** MATERIAL FOR THE TASK **
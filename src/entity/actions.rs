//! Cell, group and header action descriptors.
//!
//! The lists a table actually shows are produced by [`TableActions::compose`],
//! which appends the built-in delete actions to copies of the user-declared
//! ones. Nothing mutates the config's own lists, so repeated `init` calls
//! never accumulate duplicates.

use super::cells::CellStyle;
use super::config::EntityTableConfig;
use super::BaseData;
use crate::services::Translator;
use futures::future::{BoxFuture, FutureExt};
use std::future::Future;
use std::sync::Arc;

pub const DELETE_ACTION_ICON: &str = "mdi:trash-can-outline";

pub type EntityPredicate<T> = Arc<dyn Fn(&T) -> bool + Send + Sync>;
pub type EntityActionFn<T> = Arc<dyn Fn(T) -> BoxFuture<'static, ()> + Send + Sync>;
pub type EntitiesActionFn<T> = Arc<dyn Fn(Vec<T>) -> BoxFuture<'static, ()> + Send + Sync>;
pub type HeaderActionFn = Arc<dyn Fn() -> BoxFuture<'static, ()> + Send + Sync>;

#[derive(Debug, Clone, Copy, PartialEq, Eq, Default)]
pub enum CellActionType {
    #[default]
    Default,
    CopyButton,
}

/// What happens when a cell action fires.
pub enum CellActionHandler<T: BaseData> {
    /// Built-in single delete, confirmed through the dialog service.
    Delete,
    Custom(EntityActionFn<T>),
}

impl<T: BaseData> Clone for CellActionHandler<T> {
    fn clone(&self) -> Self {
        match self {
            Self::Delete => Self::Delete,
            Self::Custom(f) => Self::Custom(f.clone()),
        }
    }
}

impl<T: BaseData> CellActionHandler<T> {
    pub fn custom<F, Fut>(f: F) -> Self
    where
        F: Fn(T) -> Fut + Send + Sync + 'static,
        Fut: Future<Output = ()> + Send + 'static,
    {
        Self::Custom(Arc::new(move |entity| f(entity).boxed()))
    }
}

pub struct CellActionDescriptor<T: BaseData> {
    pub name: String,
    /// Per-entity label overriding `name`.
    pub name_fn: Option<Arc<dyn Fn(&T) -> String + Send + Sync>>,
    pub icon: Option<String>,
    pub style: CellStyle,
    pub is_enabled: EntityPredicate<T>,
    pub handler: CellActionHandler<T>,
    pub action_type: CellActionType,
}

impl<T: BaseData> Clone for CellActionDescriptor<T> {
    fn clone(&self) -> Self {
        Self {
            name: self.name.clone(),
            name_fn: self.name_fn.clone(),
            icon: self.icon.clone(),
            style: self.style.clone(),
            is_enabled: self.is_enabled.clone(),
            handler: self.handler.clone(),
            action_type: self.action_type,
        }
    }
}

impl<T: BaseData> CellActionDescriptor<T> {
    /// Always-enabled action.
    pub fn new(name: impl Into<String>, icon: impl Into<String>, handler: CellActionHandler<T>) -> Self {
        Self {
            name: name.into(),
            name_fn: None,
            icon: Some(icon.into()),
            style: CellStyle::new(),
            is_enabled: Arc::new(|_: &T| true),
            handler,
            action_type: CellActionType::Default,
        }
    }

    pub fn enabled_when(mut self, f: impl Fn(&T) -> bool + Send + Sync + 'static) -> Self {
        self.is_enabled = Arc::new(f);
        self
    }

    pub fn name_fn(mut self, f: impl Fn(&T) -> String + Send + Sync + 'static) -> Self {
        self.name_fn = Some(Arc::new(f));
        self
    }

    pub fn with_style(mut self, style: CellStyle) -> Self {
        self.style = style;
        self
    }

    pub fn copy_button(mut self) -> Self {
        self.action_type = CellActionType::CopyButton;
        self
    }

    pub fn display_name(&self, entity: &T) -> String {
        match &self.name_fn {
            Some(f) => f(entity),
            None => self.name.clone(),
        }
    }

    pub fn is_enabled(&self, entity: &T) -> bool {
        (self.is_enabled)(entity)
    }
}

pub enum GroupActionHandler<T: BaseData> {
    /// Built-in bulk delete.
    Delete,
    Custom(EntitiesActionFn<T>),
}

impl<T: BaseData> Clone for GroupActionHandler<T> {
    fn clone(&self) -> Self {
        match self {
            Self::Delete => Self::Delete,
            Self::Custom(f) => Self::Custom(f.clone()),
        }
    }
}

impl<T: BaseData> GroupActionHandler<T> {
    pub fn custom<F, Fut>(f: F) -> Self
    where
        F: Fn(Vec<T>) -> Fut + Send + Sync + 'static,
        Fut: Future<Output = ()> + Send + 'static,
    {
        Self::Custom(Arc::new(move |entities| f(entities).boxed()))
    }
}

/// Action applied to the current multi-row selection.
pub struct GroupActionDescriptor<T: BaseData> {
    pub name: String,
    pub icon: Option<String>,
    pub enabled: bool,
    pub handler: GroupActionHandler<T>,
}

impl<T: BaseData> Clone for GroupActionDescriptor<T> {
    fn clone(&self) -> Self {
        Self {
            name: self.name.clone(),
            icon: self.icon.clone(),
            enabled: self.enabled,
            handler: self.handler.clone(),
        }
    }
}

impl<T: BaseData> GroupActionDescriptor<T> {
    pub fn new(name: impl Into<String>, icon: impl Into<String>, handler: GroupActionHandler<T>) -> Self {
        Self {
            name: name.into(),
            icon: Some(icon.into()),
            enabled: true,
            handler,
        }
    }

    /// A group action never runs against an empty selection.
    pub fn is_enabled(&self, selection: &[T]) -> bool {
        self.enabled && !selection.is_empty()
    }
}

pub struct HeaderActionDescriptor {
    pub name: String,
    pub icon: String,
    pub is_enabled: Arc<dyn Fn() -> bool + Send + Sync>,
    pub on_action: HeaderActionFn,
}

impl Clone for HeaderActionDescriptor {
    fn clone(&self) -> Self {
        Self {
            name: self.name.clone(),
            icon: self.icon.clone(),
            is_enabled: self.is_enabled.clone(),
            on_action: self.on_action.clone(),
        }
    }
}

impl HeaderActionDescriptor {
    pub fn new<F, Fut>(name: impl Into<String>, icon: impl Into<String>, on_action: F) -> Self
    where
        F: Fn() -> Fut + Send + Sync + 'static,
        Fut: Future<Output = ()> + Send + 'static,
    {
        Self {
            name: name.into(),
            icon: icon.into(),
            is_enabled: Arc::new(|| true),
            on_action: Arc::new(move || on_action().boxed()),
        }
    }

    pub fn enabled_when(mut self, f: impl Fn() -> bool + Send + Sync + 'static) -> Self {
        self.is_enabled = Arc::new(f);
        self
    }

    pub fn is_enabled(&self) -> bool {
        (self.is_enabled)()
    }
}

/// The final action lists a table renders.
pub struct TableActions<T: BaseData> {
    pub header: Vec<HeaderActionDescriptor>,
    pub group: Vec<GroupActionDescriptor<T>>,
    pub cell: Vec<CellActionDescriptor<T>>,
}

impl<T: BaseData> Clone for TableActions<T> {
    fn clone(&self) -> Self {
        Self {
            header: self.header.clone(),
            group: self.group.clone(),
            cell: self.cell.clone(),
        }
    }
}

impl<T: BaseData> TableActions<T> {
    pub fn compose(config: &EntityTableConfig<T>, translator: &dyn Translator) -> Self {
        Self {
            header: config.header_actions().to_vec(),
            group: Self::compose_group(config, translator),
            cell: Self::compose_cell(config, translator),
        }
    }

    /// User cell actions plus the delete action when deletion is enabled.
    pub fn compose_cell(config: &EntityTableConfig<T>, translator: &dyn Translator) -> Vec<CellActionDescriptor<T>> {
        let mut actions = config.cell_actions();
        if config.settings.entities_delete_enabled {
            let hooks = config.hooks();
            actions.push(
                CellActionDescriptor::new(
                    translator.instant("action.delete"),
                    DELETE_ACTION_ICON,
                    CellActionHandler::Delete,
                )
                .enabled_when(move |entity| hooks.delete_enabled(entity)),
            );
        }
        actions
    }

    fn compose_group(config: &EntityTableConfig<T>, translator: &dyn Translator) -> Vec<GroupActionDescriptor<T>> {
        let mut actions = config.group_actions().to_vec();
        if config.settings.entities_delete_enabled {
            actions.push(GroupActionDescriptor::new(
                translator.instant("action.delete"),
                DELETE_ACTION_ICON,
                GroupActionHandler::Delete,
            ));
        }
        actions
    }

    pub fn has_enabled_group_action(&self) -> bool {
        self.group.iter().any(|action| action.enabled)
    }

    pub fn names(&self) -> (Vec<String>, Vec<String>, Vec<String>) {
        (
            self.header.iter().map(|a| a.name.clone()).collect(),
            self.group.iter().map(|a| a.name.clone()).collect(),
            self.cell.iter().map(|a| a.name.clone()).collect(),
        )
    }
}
...
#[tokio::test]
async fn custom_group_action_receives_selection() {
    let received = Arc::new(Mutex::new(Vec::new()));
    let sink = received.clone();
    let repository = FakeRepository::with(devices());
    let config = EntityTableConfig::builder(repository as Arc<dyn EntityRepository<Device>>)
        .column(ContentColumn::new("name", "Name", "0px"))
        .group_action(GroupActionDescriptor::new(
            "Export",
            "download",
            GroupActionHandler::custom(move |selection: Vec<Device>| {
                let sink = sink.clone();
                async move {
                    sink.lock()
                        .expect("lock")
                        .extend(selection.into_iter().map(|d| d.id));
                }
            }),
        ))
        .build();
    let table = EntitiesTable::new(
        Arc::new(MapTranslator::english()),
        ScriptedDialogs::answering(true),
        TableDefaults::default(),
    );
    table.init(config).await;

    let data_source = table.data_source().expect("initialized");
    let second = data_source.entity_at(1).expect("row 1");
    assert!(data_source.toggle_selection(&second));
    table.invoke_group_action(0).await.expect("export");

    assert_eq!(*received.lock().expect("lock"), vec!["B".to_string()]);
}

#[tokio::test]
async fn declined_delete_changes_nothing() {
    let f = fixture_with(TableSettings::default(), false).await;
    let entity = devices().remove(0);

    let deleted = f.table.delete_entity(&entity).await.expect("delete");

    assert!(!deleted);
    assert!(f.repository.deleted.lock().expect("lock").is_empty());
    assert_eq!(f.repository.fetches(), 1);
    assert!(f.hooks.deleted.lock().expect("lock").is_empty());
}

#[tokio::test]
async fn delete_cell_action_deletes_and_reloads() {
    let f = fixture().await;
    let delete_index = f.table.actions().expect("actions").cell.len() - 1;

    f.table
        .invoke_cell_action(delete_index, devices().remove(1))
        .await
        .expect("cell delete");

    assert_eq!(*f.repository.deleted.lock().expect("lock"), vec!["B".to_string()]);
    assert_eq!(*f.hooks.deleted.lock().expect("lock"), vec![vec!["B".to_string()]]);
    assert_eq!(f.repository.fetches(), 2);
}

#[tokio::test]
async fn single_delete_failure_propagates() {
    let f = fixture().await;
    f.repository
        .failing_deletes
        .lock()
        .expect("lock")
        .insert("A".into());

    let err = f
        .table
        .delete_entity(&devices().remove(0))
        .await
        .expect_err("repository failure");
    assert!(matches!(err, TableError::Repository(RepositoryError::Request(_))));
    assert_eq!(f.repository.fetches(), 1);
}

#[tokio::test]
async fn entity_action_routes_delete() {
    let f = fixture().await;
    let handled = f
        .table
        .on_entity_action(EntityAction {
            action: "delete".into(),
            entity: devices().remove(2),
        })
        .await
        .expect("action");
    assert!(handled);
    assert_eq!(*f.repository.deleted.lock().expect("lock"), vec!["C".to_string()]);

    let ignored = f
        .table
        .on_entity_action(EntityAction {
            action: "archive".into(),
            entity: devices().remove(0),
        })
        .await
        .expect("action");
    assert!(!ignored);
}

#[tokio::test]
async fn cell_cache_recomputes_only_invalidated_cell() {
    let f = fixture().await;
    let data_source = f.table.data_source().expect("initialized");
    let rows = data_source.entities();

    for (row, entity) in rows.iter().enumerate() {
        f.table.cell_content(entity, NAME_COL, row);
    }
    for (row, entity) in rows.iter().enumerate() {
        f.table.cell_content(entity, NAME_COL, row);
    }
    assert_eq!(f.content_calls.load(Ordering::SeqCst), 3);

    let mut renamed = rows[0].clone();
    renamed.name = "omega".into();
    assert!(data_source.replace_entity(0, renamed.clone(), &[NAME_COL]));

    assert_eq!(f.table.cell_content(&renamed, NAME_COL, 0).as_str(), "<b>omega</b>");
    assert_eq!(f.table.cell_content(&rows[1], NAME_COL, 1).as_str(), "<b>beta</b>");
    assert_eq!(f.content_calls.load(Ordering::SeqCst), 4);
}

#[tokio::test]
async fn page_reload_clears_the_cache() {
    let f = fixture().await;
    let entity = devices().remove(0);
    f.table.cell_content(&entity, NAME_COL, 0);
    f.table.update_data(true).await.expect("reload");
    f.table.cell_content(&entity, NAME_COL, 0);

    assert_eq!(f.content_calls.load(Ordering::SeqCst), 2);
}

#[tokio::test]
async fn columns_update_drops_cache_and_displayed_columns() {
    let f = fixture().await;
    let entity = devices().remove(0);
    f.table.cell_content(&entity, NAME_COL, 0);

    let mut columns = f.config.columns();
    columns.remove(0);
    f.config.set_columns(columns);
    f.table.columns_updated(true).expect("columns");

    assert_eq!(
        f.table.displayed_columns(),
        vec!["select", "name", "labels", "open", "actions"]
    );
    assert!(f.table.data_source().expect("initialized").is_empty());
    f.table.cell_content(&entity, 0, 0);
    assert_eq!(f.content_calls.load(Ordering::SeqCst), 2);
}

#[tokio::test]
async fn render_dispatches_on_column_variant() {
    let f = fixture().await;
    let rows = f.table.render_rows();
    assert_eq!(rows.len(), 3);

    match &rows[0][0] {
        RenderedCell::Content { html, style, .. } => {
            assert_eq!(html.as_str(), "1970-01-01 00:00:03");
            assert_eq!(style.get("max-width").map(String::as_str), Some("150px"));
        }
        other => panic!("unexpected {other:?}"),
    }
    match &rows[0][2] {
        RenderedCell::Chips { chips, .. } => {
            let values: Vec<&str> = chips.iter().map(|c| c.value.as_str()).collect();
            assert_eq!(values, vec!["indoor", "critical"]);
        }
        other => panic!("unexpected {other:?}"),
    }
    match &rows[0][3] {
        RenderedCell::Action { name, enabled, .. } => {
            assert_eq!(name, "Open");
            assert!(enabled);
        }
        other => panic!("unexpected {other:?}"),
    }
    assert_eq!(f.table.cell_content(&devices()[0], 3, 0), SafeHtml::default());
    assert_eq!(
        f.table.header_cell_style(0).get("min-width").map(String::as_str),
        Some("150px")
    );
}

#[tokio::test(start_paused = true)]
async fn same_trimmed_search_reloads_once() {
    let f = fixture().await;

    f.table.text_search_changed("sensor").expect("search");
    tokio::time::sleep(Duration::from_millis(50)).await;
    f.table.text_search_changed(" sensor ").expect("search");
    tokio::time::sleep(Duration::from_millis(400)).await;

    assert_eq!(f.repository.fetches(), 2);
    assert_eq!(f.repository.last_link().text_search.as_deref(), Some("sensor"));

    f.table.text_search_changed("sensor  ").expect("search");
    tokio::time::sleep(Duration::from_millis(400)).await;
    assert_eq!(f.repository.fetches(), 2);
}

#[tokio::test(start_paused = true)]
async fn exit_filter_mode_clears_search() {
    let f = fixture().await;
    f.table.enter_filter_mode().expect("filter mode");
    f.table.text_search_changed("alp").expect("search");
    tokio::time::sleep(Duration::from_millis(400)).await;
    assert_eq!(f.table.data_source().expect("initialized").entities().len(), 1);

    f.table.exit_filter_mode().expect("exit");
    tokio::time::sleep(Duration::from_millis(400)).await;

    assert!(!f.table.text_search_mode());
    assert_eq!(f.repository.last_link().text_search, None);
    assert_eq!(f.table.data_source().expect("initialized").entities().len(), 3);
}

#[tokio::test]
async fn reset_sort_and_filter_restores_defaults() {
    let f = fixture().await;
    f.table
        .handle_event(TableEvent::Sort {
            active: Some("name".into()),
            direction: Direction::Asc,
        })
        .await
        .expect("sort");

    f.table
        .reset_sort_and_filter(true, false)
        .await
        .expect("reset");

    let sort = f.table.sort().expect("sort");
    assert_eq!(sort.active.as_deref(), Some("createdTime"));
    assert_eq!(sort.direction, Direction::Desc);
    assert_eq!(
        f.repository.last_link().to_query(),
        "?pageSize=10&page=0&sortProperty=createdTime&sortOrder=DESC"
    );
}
...
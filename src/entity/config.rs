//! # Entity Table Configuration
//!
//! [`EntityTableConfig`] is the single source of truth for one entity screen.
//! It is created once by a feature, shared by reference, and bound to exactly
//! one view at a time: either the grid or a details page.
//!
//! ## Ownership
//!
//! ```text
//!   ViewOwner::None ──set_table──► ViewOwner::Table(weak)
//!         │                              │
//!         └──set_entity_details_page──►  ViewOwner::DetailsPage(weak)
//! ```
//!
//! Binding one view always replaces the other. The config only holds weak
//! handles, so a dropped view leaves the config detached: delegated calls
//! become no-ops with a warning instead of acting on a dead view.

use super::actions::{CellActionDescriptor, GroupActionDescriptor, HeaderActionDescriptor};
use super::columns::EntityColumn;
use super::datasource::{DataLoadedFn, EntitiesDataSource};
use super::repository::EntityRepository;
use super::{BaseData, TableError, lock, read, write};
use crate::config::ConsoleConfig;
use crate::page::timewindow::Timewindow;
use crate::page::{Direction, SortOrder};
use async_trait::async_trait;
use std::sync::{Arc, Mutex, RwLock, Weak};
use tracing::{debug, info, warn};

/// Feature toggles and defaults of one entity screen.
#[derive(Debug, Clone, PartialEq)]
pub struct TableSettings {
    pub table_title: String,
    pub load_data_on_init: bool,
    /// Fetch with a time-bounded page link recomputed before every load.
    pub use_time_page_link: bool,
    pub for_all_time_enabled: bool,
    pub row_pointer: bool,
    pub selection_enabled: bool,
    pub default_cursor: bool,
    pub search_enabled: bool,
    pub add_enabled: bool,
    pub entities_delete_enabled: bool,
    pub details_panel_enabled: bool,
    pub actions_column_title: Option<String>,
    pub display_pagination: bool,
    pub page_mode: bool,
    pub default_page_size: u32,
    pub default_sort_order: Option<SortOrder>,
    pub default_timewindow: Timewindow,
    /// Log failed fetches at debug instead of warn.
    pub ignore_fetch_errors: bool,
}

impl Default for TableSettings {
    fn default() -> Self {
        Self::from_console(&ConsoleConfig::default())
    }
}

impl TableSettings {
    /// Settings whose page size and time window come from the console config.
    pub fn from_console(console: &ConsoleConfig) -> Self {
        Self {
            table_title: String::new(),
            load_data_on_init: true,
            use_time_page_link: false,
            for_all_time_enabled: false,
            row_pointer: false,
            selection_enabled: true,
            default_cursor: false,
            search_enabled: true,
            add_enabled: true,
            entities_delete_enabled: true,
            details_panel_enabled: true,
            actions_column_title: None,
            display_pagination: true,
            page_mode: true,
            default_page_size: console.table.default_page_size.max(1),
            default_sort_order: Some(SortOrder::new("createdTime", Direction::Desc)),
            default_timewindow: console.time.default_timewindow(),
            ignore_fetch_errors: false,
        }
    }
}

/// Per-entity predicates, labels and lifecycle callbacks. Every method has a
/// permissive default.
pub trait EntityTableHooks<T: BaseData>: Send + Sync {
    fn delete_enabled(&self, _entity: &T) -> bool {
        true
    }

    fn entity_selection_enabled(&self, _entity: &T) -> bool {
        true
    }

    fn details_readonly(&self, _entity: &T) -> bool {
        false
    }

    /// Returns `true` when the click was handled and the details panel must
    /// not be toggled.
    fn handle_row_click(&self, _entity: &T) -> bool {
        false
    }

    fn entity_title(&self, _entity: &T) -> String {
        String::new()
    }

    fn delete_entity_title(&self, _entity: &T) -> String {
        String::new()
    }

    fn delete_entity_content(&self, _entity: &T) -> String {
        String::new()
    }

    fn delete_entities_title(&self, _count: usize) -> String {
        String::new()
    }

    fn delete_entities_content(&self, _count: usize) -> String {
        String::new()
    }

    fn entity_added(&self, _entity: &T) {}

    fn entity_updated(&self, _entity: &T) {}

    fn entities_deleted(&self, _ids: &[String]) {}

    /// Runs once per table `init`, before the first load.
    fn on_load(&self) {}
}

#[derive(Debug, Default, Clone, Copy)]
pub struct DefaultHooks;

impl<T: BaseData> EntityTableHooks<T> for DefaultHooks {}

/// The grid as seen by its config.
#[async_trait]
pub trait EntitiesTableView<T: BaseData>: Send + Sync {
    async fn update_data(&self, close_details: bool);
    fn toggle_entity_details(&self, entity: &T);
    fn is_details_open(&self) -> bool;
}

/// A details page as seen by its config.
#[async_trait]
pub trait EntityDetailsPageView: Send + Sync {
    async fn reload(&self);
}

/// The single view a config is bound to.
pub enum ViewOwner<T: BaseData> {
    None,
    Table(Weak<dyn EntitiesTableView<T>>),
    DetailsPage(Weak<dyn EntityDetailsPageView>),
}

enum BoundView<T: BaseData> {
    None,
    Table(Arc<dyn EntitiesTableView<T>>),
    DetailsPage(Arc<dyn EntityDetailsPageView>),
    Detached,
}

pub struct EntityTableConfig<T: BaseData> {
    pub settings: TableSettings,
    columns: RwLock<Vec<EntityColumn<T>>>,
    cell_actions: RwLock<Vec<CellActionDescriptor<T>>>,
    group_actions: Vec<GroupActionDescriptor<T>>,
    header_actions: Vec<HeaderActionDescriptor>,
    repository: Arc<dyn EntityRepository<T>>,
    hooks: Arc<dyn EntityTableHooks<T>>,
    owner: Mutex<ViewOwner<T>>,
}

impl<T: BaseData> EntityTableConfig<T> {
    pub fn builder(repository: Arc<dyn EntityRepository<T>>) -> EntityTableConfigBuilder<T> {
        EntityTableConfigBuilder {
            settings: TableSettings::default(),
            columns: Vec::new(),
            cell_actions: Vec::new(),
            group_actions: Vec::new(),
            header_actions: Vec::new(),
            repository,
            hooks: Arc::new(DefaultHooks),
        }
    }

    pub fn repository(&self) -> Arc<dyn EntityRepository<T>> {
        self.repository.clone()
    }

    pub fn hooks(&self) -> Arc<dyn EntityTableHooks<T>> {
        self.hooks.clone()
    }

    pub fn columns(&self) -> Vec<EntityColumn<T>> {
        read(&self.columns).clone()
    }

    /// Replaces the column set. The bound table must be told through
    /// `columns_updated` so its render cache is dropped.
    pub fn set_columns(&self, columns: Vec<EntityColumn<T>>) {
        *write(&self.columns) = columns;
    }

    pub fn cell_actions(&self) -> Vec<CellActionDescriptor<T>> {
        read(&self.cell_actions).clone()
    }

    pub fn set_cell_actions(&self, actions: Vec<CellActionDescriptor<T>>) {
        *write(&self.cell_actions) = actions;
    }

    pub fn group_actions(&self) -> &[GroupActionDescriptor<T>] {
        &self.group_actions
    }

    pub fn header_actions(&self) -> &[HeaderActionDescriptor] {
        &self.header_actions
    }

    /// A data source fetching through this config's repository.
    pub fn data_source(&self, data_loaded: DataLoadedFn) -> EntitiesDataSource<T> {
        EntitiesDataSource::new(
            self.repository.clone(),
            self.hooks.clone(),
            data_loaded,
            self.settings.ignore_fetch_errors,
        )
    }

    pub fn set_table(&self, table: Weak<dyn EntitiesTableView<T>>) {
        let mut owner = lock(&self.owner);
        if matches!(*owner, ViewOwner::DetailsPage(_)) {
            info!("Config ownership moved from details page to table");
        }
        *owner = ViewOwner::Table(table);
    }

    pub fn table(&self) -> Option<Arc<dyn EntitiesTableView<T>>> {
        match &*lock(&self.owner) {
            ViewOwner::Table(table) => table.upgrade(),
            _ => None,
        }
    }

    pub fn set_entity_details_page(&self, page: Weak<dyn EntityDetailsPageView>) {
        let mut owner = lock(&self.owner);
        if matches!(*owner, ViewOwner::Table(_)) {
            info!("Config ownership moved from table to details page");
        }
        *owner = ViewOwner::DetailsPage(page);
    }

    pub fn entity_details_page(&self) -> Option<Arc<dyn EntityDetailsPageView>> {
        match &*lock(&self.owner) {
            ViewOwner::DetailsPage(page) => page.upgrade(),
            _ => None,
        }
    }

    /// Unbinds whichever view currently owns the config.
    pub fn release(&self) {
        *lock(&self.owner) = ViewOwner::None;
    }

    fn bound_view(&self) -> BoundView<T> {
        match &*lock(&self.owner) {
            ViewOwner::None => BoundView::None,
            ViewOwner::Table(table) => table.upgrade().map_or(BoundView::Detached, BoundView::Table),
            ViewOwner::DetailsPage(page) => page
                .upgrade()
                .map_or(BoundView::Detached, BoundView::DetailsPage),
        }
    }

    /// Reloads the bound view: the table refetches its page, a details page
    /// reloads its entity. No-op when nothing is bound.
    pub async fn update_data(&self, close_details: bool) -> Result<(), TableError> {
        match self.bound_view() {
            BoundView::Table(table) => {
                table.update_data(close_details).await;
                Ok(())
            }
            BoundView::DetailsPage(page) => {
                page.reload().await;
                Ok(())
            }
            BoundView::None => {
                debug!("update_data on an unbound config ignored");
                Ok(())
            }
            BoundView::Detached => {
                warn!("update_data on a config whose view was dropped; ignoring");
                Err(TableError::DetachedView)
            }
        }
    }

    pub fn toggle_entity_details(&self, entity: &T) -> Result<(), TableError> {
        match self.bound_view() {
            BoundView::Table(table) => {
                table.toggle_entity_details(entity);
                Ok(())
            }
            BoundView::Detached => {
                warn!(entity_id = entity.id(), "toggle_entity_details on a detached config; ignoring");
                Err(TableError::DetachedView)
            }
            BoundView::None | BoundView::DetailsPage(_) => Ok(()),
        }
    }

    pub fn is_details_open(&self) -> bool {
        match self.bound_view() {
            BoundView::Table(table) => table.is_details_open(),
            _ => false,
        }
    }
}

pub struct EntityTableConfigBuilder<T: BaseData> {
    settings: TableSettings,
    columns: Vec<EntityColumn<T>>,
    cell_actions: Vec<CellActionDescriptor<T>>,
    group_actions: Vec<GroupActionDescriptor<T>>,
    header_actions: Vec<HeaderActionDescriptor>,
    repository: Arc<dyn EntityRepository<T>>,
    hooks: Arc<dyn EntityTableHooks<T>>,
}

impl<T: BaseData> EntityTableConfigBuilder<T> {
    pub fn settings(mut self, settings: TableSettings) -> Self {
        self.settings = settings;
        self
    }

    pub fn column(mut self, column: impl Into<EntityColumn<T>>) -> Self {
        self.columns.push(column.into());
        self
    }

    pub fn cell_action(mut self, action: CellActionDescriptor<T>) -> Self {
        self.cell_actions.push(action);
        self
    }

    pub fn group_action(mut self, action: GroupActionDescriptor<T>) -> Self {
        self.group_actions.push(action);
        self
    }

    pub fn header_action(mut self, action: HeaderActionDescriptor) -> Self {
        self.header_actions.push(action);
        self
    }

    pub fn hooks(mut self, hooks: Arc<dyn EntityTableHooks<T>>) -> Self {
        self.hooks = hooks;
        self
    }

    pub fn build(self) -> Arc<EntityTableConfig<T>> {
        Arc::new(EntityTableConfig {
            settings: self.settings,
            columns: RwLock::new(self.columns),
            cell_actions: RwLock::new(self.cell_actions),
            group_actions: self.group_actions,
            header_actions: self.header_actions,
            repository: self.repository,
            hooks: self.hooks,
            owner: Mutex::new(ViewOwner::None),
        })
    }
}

** EXERCISE DETAILS **
From the entries, report every line in which the string "EntityColumn" occurs.

** EXPECTED ANSWER **
use super::columns::EntityColumn;
    columns: RwLock<Vec<EntityColumn<T>>>,
    pub fn columns(&self) -> Vec<EntityColumn<T>> {
    pub fn set_columns(&self, columns: Vec<EntityColumn<T>>) {
    columns: Vec<EntityColumn<T>>,
    pub fn column(mut self, column: impl Into<EntityColumn<T>>) -> Self {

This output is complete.